To set up Bayes' rule, first think the following way : FIX a coin. Now look at the probability of success.
Suppose a coin has probability $p$ of coming heads. From independence of successive flips, we conclude that the probability of the first three flips looking like $HTT$ is $p(1-p)^2$.
Now, you have three such coins, with $p=0.6,0.5,0.3$. So we can calculate the probability of , each one being FIXED, the first three flips looking like HTT, and these are (easy to see) respectively $0.096,0.125,0.147$.
Now, one of these coins are chosen uniformly at random. So, let us call the coins as coin $1,2,3$ in the order $p=0.6,0.5,0.3$.
Now, Bayes' rule would basically say this : the probability that you get HTT is the sum of the following:
1) The probability that you choose coin $1$, and it comes HTT.

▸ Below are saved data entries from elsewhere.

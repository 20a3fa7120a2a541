use serde::{Deserialize, Serialize};

use stockroom_core::{CategoryId, DomainError, DomainResult, Entity, StorageId};

/// A named group of items inside a storage.
///
/// `storage_id` is empty only after the owning storage was deleted under the
/// `set_null` policy.
#[derive(Debug, Clone, PartialEq, Eq, Serialize, Deserialize)]
pub struct Category {
    pub id: CategoryId,
    pub name: String,
    pub storage_id: Option<StorageId>,
    pub image: Option<Vec<u8>>,
}

impl Entity for Category {
    type Id = CategoryId;

    fn id(&self) -> &Self::Id {
        &self.id
    }
}

/// Id + name only; what a storage lists for its categories.
#[derive(Debug, Clone, PartialEq, Eq, Serialize, Deserialize)]
pub struct CategorySummary {
    pub id: CategoryId,
    pub name: String,
}

impl From<&Category> for CategorySummary {
    fn from(value: &Category) -> Self {
        Self {
            id: value.id,
            name: value.name.clone(),
        }
    }
}

/// Request: create a category under an existing storage.
#[derive(Debug, Clone, PartialEq, Eq, Serialize, Deserialize)]
pub struct NewCategory {
    pub name: String,
    pub storage_id: StorageId,
    pub image: Option<Vec<u8>>,
}

impl NewCategory {
    /// Build the category row. The caller checks that `storage_id` exists.
    pub fn into_category(self, id: CategoryId) -> DomainResult<Category> {
        DomainError::require_text("category name", &self.name)?;
        Ok(Category {
            id,
            name: self.name,
            storage_id: Some(self.storage_id),
            image: self.image,
        })
    }
}

impl Category {
    pub fn rename(&mut self, name: impl Into<String>) -> DomainResult<String> {
        let name = name.into();
        DomainError::require_text("category name", &name)?;
        Ok(std::mem::replace(&mut self.name, name))
    }
}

2) The probability that you choose coin $2$, and it comes HTT.
3) The probability that you choose coin $3$, and it comes HTT.
What are these? Well, the choice is independent of the flipping, and is uniform, hence we have the probability of each one being chosen is $\frac 13$. Finally, the complete answer is $\frac{0.096+0.125+0.147}{3} = \frac{46}{375}$.
Now, the second question is asking this : given that HTT has occurred, what is the probability that we chose coin $2$. But then, coin $2$ is just case $2$ above, which is just the probability that with the second coin fixed, we get HTT.
So the answer is just the probability of getting HTT with coin $2$, divided by the probability of getting HTT with any of them(but here, there is no choice to be made, so we do not need to multiply by $\frac 13$). The numerator is then just $0.125 = \frac 18$ while the denominator is $\frac {46 \times 3}{375}$. Now, you can simplify and get $\frac{375}{1104}$.